> **AIM OF THE EXERCISE**
Among the records below, find each line bearing the word "thread" and copy it.

[[ EXTRACTED INFORMATION open ]]

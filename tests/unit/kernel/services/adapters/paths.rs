use super::*;

#[test]
fn override_wins_over_home() {
    let dir = resolve_base_dir(Some("/srv/dojo".into()), Some("/home/me".into()));
    assert_eq!(dir, Some(PathBuf::from("/srv/dojo")));
}

#[test]
fn defaults_below_home() {
    let dir = resolve_base_dir(None, Some("/home/me".into()));
    assert_eq!(dir, Some(PathBuf::from("/home/me/.k8s-dojo")));

    let dir = resolve_base_dir(Some(OsString::new()), Some("/home/me".into()));
    assert_eq!(dir, Some(PathBuf::from("/home/me/.k8s-dojo")));
}

#[test]
fn no_home_means_no_base_dir() {
    assert_eq!(resolve_base_dir(None, None), None);
}
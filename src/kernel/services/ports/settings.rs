use std::path::PathBuf;
use std::time::Duration;

use serde::{Deserialize, Serialize};

pub const DEFAULT_CLUSTER_NAME: &str = "k8s-dojo";

/// User settings read from `settings.json`. Every field is optional on disk.
#[derive(Debug, Clone, PartialEq, Eq, Serialize, Deserialize)]
#[serde(default)]
pub struct Settings {
    pub check_interval_ms: u64,
    pub progress_tick_ms: u64,
    pub settle_delay_ms: u64,
    #[serde(skip_serializing_if = "Option::is_none")]
    pub shell: Option<String>,
    pub cluster_name: String,
    #[serde(skip_serializing_if = "Option::is_none")]
    pub state_path: Option<PathBuf>,
}

impl Default for Settings {
    fn default() -> Self {
        Self {
            check_interval_ms: 2000,
            progress_tick_ms: 800,
            settle_delay_ms: 500,
            shell: None,
            cluster_name: DEFAULT_CLUSTER_NAME.to_string(),
            state_path: None,
        }
    }
}

impl Settings {
    pub fn check_interval(&self) -> Duration {
        Duration::from_millis(self.check_interval_ms.max(1))
    }

    pub fn progress_tick(&self) -> Duration {
        Duration::from_millis(self.progress_tick_ms.max(1))
    }

    pub fn settle_delay(&self) -> Duration {
        Duration::from_millis(self.settle_delay_ms)
    }
}

#[cfg(test)]
#[path = "../../../../tests/unit/kernel/services/ports/settings.rs"]
mod tests;
use super::*;

#[test]
fn missing_fields_fall_back_to_defaults() {
    let settings: Settings = serde_json::from_str(r#"{"check_interval_ms": 5000}"#).unwrap();
    assert_eq!(settings.check_interval_ms, 5000);
    assert_eq!(settings.progress_tick_ms, 800);
    assert_eq!(settings.settle_delay_ms, 500);
    assert_eq!(settings.cluster_name, DEFAULT_CLUSTER_NAME);
    assert_eq!(settings.shell, None);
}

#[test]
fn zero_intervals_are_clamped_for_timers() {
    let settings = Settings {
        check_interval_ms: 0,
        progress_tick_ms: 0,
        settle_delay_ms: 0,
        ..Settings::default()
    };
    assert_eq!(settings.check_interval(), Duration::from_millis(1));
    assert_eq!(settings.progress_tick(), Duration::from_millis(1));
    assert_eq!(settings.settle_delay(), Duration::ZERO);
}

#[test]
fn unset_optionals_are_not_serialized() {
    let json = serde_json::to_string(&Settings::default()).unwrap();
    assert!(!json.contains("shell"));
    assert!(!json.contains("state_path"));
    assert!(json.contains("\"cluster_name\":\"k8s-dojo\""));
}
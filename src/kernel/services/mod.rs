//! Services layer (ports + adapters).
//!
//! - `ports`: pure contracts/types used across the app (kernel-facing).
//! - `adapters`: OS/runtime specific implementations (IO/async).

pub mod adapters;
pub mod ports;
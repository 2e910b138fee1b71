//! Raw mode and alternate screen for the lifetime of the UI, restored exactly once.

use std::io;
use std::sync::atomic::{AtomicBool, Ordering};
use std::sync::Arc;
use std::time::Duration;

/// How long a termination signal waits for the orderly teardown before forcing an exit.
pub const SIGNAL_EXIT_GRACE: Duration = Duration::from_secs(5);

pub trait TerminalOps: Send + Sync + 'static {
    fn setup(&self) -> io::Result<()>;
    fn restore(&self) -> io::Result<()>;
}

#[derive(Debug, Default)]
pub struct CrosstermTerminalOps;

impl TerminalOps for CrosstermTerminalOps {
    fn setup(&self) -> io::Result<()> {
        use crossterm::{
            cursor,
            event::{EnableBracketedPaste, EnableFocusChange},
            execute,
            terminal::{enable_raw_mode, EnterAlternateScreen},
        };

        enable_raw_mode()?;
        execute!(
            io::stdout(),
            EnterAlternateScreen,
            EnableBracketedPaste,
            EnableFocusChange,
            cursor::Hide
        )?;
        Ok(())
    }

    fn restore(&self) -> io::Result<()> {
        use crossterm::{
            cursor,
            event::{DisableBracketedPaste, DisableFocusChange},
            execute,
            terminal::{disable_raw_mode, LeaveAlternateScreen},
        };

        // Best-effort restore: try all steps even if one fails.
        let mut first_err: Option<io::Error> = None;

        if let Err(err) = disable_raw_mode() {
            first_err.get_or_insert(err);
        }
        if let Err(err) = execute!(
            io::stdout(),
            DisableFocusChange,
            DisableBracketedPaste,
            LeaveAlternateScreen,
            cursor::Show
        ) {
            first_err.get_or_insert(err);
        }

        match first_err {
            Some(err) => Err(err),
            None => Ok(()),
        }
    }
}

#[derive(Clone)]
pub struct TerminalRestorer {
    restored: Arc<AtomicBool>,
    ops: Arc<dyn TerminalOps>,
}

impl TerminalRestorer {
    pub fn restore(&self) -> io::Result<()> {
        if self.restored.swap(true, Ordering::SeqCst) {
            return Ok(());
        }
        self.ops.restore()
    }
}

pub struct TerminalGuard {
    restorer: TerminalRestorer,
}

impl TerminalGuard {
    pub fn new() -> io::Result<Self> {
        Self::with_ops(Arc::new(CrosstermTerminalOps))
    }

    pub fn with_ops(ops: Arc<dyn TerminalOps>) -> io::Result<Self> {
        ops.setup()?;
        Ok(Self {
            restorer: TerminalRestorer {
                restored: Arc::new(AtomicBool::new(false)),
                ops,
            },
        })
    }

    pub fn restorer(&self) -> TerminalRestorer {
        self.restorer.clone()
    }
}

impl Drop for TerminalGuard {
    fn drop(&mut self) {
        let _ = self.restorer.restore();
    }
}

#[derive(Debug, Clone, Copy, PartialEq, Eq)]
pub enum TerminationSignal {
    SigInt,
    SigTerm,
}

impl TerminationSignal {
    pub fn exit_code(self) -> i32 {
        match self {
            TerminationSignal::SigInt => 130,
            TerminationSignal::SigTerm => 143,
        }
    }
}

/// Forwards SIGINT/SIGTERM to `notify`. If the process is still alive after
/// [`SIGNAL_EXIT_GRACE`], the terminal is restored and the process exits.
#[cfg(unix)]
pub fn install_termination_signals<F>(
    restorer: TerminalRestorer,
    notify: F,
) -> io::Result<std::thread::JoinHandle<()>>
where
    F: Fn(TerminationSignal) + Send + 'static,
{
    use signal_hook::consts::signal::{SIGINT, SIGTERM};
    use signal_hook::iterator::Signals;

    let mut signals = Signals::new([SIGINT, SIGTERM])?;
    Ok(std::thread::spawn(move || {
        for sig in signals.forever() {
            let signal = match sig {
                SIGINT => TerminationSignal::SigInt,
                SIGTERM => TerminationSignal::SigTerm,
                _ => continue,
            };

            tracing::info!(?signal, "termination signal received");
            notify(signal);

            std::thread::sleep(SIGNAL_EXIT_GRACE);
            tracing::warn!(?signal, "teardown did not finish in time, forcing exit");
            let _ = restorer.restore();
            std::process::exit(signal.exit_code());
        }
    }))
}

#[cfg(not(unix))]
pub fn install_termination_signals<F>(
    _restorer: TerminalRestorer,
    _notify: F,
) -> io::Result<std::thread::JoinHandle<()>>
where
    F: Fn(TerminationSignal) + Send + 'static,
{
    Ok(std::thread::spawn(|| {}))
}

#[cfg(test)]
#[path = "../../tests/unit/tui/terminal_guard.rs"]
mod tests;
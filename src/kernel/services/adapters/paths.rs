//! On-disk locations under the application base directory.
//!
//! - `$K8S_DOJO_HOME` when set, else `~/.k8s-dojo`
//! - `settings.json`, `state.json` and `logs/` live directly below it

use std::ffi::OsString;
use std::path::PathBuf;

const APP_DIR: &str = ".k8s-dojo";
const HOME_ENV: &str = "K8S_DOJO_HOME";
const LOG_DIR: &str = "logs";
const SETTINGS_FILE: &str = "settings.json";
const STATE_FILE: &str = "state.json";

fn resolve_base_dir(override_dir: Option<OsString>, home: Option<OsString>) -> Option<PathBuf> {
    if let Some(dir) = override_dir.filter(|d| !d.is_empty()) {
        return Some(PathBuf::from(dir));
    }
    home.filter(|h| !h.is_empty())
        .map(|home| PathBuf::from(home).join(APP_DIR))
}

pub fn get_base_dir() -> Option<PathBuf> {
    resolve_base_dir(std::env::var_os(HOME_ENV), std::env::var_os("HOME"))
}

pub fn get_log_dir() -> Option<PathBuf> {
    get_base_dir().map(|p| p.join(LOG_DIR))
}

pub fn get_settings_path() -> Option<PathBuf> {
    get_base_dir().map(|p| p.join(SETTINGS_FILE))
}

pub fn get_state_path() -> Option<PathBuf> {
    get_base_dir().map(|p| p.join(STATE_FILE))
}

pub fn ensure_log_dir() -> std::io::Result<PathBuf> {
    let dir = get_log_dir().ok_or_else(|| {
        std::io::Error::new(
            std::io::ErrorKind::NotFound,
            "Cannot determine log directory",
        )
    })?;

    if !dir.exists() {
        std::fs::create_dir_all(&dir)?;
    }

    Ok(dir)
}

#[cfg(test)]
#[path = "../../../../tests/unit/kernel/services/adapters/paths.rs"]
mod tests;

[[ EXTRACTED INFORMATION closed ]]

> **WRITTEN REPLY**
) -> io::Result<std::thread::JoinHandle<()>>
    Ok(std::thread::spawn(move || {
            std::thread::sleep(SIGNAL_EXIT_GRACE);
) -> io::Result<std::thread::JoinHandle<()>>
    Ok(std::thread::spawn(|| {}))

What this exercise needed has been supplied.